Lucky Luke (vu par...) 5. Choco-boys

B ud Willis et Terrence McQueen, couple de cow-boys d’un certain âge, vivant paisiblement dans leur petite maison isolée, reçoivent une visite impromptue, celle de l’auteur de la bande dessinée, ou celle du lecteur, au choix. Il paraît que Buddy a connu le héros Lucky Luke, il y a bien longtemps, alors s’il pouvait en parler… Le vieux vacher se souvient. C’était il y a cinquante ans. Leur rencontre a eu lieu devant le Job Center de l’accueillante Straight Gulch (« Étranger ! Ici, on ne pend pas seulement le linge ! »). L’homme à la chemise jaune est déjà une star, ses aventures ont été publiées dans des illustrés. Le jeune Buddy, lui, se débat entre son attirance assumée pour les hommes et l’étroitesse d’esprit du Far-West. Il attend Terrence, la promesse d’une histoire qui commence, qui a trois jours de retard. Mr Sprüngli, qui veut commercialiser le chocolat suisse dans le Nouveau Monde, confie au héros la mission d’accompagner cinq vaches à Dandelion Valley pour qu’elles se refassent une santé après une traversée de l’Atlantique et un voyage en train harassant. La mission ne présente aucune difficulté. Lucky Luke accepte et, attendri, emmène avec lui le désœuvré et morose Bud.

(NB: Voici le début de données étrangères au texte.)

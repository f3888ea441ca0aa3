//! # ledger-probe
//!
//! Business-rule conformance harness for an HTTP ledger service.
//!
//! Runs the ledger probe sequence against a live service and exits with 1
//! if any probe failed, 0 otherwise.
//!
//! ## Usage
//!
//! ```bash
//! # Probe a local service
//! ledger-probe
//!
//! # Probe another deployment with a shorter timeout
//! ledger-probe --url https://ledger.staging.internal --timeout 5
//!
//! # Only transaction probes, machine-readable summary
//! ledger-probe --filter transaction --report json
//!
//! # List the probe sequence
//! ledger-probe --list
//! ```

use anyhow::Context;
use clap::{Parser, ValueEnum};
use colored::Colorize;
use ledger_probe::{
    DEFAULT_BASE_URL, DEFAULT_TIMEOUT_SECS, HarnessConfig, HttpProbeClient, ProbeRunner, RunConfig,
    TerminalReporter, Verbosity, create_progress_callback, exit_code, ledger_suite, render_json,
};
use std::time::Duration;
use tokio_util::sync::CancellationToken;
use tracing::info;
use tracing_subscriber::EnvFilter;

/// Conformance probes for a ledger service.
///
/// Creates accounts and transactions through the service's HTTP API and
/// checks that business rules (balances, validation, not-found handling)
/// are enforced.
#[derive(Parser, Debug)]
#[command(name = "ledger-probe")]
#[command(author, version, about, long_about = None)]
pub struct Cli {
    /// Base address of the ledger service
    #[arg(long, env = "LEDGER_PROBE_URL", default_value = DEFAULT_BASE_URL)]
    pub url: String,

    /// Per-request timeout in seconds
    #[arg(long, env = "LEDGER_PROBE_TIMEOUT", default_value_t = DEFAULT_TIMEOUT_SECS)]
    pub timeout: u64,

    /// Run only probes whose name or group contains this pattern
    #[arg(long)]
    pub filter: Option<String>,

    /// List the probe sequence without running it
    #[arg(long)]
    pub list: bool,

    /// Summary format written to stdout
    #[arg(long, value_enum, default_value_t = ReportFormat::Text)]
    pub report: ReportFormat,

    /// Show detailed output during the run
    #[arg(short, long, conflicts_with = "quiet")]
    pub verbose: bool,

    /// Only show the final summary
    #[arg(short, long)]
    pub quiet: bool,
}

/// Summary output format.
#[derive(Debug, Clone, Copy, PartialEq, Eq, Default, ValueEnum)]
pub enum ReportFormat {
    /// Human-readable text
    #[default]
    Text,
    /// JSON (machine-readable); suppresses live progress
    Json,
}

fn main() {
    let cli = Cli::parse();
    init_tracing(cli.verbose);

    match try_main(&cli) {
        Ok(code) => std::process::exit(code),
        Err(e) => {
            eprintln!("{} {:#}", "Error:".red().bold(), e);
            std::process::exit(1);
        }
    }
}

/// Logs go to stderr so stdout carries only the report.
fn init_tracing(verbose: bool) {
    let default = if verbose { "ledger_probe=debug" } else { "warn" };
    let filter = EnvFilter::try_from_default_env().unwrap_or_else(|_| EnvFilter::new(default));
    tracing_subscriber::fmt()
        .with_env_filter(filter)
        .with_writer(std::io::stderr)
        .init();
}

fn try_main(cli: &Cli) -> anyhow::Result<i32> {
    if cli.list {
        list_probes();
        return Ok(0);
    }

    let config = HarnessConfig::new(&cli.url)
        .and_then(|c| c.with_timeout(Duration::from_secs(cli.timeout)))
        .context("invalid configuration")?;
    let client = HttpProbeClient::new(&config).context("invalid configuration")?;

    let rt = tokio::runtime::Runtime::new().context("failed to create Tokio runtime")?;
    rt.block_on(run_probes(cli, &config, client))
}

fn verbosity(cli: &Cli) -> Verbosity {
    if cli.quiet {
        Verbosity::Quiet
    } else if cli.verbose {
        Verbosity::Verbose
    } else {
        Verbosity::Normal
    }
}

fn list_probes() {
    let probes = ledger_suite();
    println!("{}\n", "Probe sequence:".bold());

    let mut current_group = "";
    for (index, probe) in probes.iter().enumerate() {
        if probe.group != current_group {
            current_group = probe.group.as_str();
            println!("  {}", current_group.bold().underline());
        }
        let target = probe
            .requests
            .first()
            .map(|r| format!("{} {}", r.method, r.path))
            .unwrap_or_default();
        println!(
            "    {:>2}. {}  {}",
            index + 1,
            probe.name.cyan(),
            target.dimmed()
        );
    }

    println!("\n  {}", format!("Total: {} probes", probes.len()).dimmed());
}

async fn run_probes(
    cli: &Cli,
    config: &HarnessConfig,
    client: HttpProbeClient,
) -> anyhow::Result<i32> {
    let verbosity = verbosity(cli);
    let text = cli.report == ReportFormat::Text;

    if text && verbosity != Verbosity::Quiet {
        println!(
            "\n{} {}",
            "🏦 Ledger Conformance Probe".bold(),
            format!("v{}", ledger_probe::VERSION).dimmed()
        );
        println!("{}", "=".repeat(60).dimmed());
        println!(
            "Started at: {}",
            chrono::Local::now().format("%Y-%m-%d %H:%M:%S")
        );
        println!("Target service: {}", config.base_url());
    }
    info!(url = %config.base_url(), timeout = ?config.timeout(), "starting probe run");

    let token = CancellationToken::new();
    let on_interrupt = token.clone();
    tokio::spawn(async move {
        if tokio::signal::ctrl_c().await.is_ok() {
            eprintln!("\nReceived Ctrl+C, stopping after the current probe...");
            on_interrupt.cancel();
        }
    });

    let mut runner = ProbeRunner::new(Box::new(client), ledger_suite()).with_cancellation(token);
    if text {
        runner = runner.on_progress(create_progress_callback(verbosity));
    }

    let mut run_config = RunConfig::new();
    if let Some(filter) = &cli.filter {
        run_config = run_config.with_filter(filter);
    }

    let summary = runner.run(&run_config).await?;

    match cli.report {
        ReportFormat::Text => TerminalReporter::with_verbosity(verbosity).print_summary(&summary),
        ReportFormat::Json => println!("{}", render_json(&summary)?),
    }

    Ok(exit_code(&summary))
}
//! # ledger-probe
//!
//! Black-box business-rule conformance harness for an HTTP ledger service.
//!
//! The harness issues a fixed sequence of probes against the account and
//! transaction endpoints, grades each response with tolerant matching, and
//! summarises the run for humans and CI (via the process exit status).
//!
//! ## Architecture
//!
//! ```text
//! ┌─────────────┐     ┌─────────────┐     ┌─────────────┐
//! │ ProbeRunner │────▶│  ProbeSpec  │────▶│  Transport  │
//! └─────────────┘     └─────────────┘     └─────────────┘
//!   │        │                                   │
//!   │        ▼                                   ▼
//!   │  ┌─────────────┐                    ┌─────────────┐
//!   │  │  RunState   │                    │   Grader    │
//!   │  └─────────────┘                    └─────────────┘
//!   ▼
//! ┌─────────────┐
//! │  Reporter   │
//! └─────────────┘
//! ```
//!
//! ## Modules
//!
//! - `client`: `ProbeTransport` seam and the `reqwest`-backed client
//! - `body`: generic JSON body with absence-returning accessors
//! - `grader`: expectation descriptors and the grading algorithm
//! - `state`: identifiers created during a run
//! - `probe`: probe definitions, placeholders and captures
//! - `runner`: sequential execution, prerequisites and cancellation
//! - `reporter`: summary, text and JSON rendering, exit code
//! - `suite`: the ledger probe sequence
//! - `testing`: scripted transport for tests

pub use crate::body::ResponseBody;
pub use crate::client::{HttpProbeClient, ProbeTransport, RawResponse, TransportError};
pub use crate::config::{ConfigError, DEFAULT_BASE_URL, DEFAULT_TIMEOUT_SECS, HarnessConfig};
pub use crate::grader::{ExpectationDescriptor, Grade, MatchMode, grade};
pub use crate::models::{Method, ProbeResult, Verdict};
pub use crate::probe::{
    Capture, CaptureSource, ProbeSpec, Quorum, RequestTemplate, ResolveError, ResolvedProbe,
    ResolvedRequest,
};
pub use crate::reporter::{
    ReporterError, RunSummary, TerminalReporter, Verbosity, create_progress_callback, exit_code,
    render, render_json, summarize,
};
pub use crate::runner::{ProbeRunner, ProgressCallback, ProgressEvent, RunConfig, RunnerError};
pub use crate::state::{IdKind, RunState};
pub use crate::suite::ledger_suite;

pub mod body;
pub mod client;
pub mod config;
pub mod grader;
mod models;
pub mod probe;
pub mod reporter;
pub mod runner;
pub mod state;
pub mod suite;
pub mod testing;

/// Library version, matching the crate version.
pub const VERSION: &str = env!("CARGO_PKG_VERSION");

Choco-Boys est le cinquième album de la série « Un hommage à Lucky Luke d’après Morris », dont le propos est de mettre à la disposition de créateurs contemporains la licence du héros et de se l’approprier l’espace d’un album. Après Mathieu Bonhomme, Guillaume Bouzard et Mawil, c’est au tour de l’Allemand Ralf König (Conrad et Paul, Comme des lapins) de détourner temporairement la série. Ce dernier est fin connaisseur de la saga et raconte à l’envi le rôle qu’a joué Calamity Jane dans sa vocation artistique. Il invite donc un de ses thèmes de prédilection, l’homosexualité, dans l’univers rude et viril de Morris, fût-il humoristique et parodique. Même s’il ne fait pas de Lucky Luke un homosexuel (le parti-pris aurait sans doute été perçu comme trop audacieux), toute l’aventure de cet album consiste à permettre une liaison amoureuse entre deux hommes d’exister dans un milieu hostile et au cœur de psychés étroites.

König convoque donc les principaux éléments constitutifs de l’univers de référence : le commanditaire d’une mission, les bagarres, les indiens, Jolly Jumper, Calamity Jane, les Dalton, la postface avec la photographie d’époque, l’humour, etc. Avec en arrière-plan Brokeback Mountain de Ang Lee (2005), il y ajoute les truffes au chocolat, les allusions sexuelles à peine dissimulées et des personnages qui se racontent et se confient. Le héros lui-même est décentré : il est ici en vacances, ne se rasant plus, profitant du temps qui passe, se livrant à une seule confession, qui n’en est pas vraiment une. Interrogé sur sa vie affective, il évoque une unique et vieille histoire d’amour avec une certaine Joannie Molson (voir Kid Lucky) et de conclure : « J’ai Jolly et le soleil couchant. Ça me suffit ». L’intégrité du loner est respectée. Si König dessine des corps sexués, il met aussi en scène Joe Dalton dans une librairie, recevant malgré lui une leçon sur la culture populaire et la « haute littérature » et raille gentiment les chasseurs d’autographes. Graphiquement, le dessinateur réalise la parfaite fusion avec son propre trait (cette approche particulière – cubiste – de certains visages) et celui de Morris, y compris ses choix spécifiques de colorisation. Pour ses soixante-quinze ans, le cow-boy pauvre et solitaire est ici l’objet d’un bel hommage, où révérences et provocations sont distillées avec intelligence et tendresse.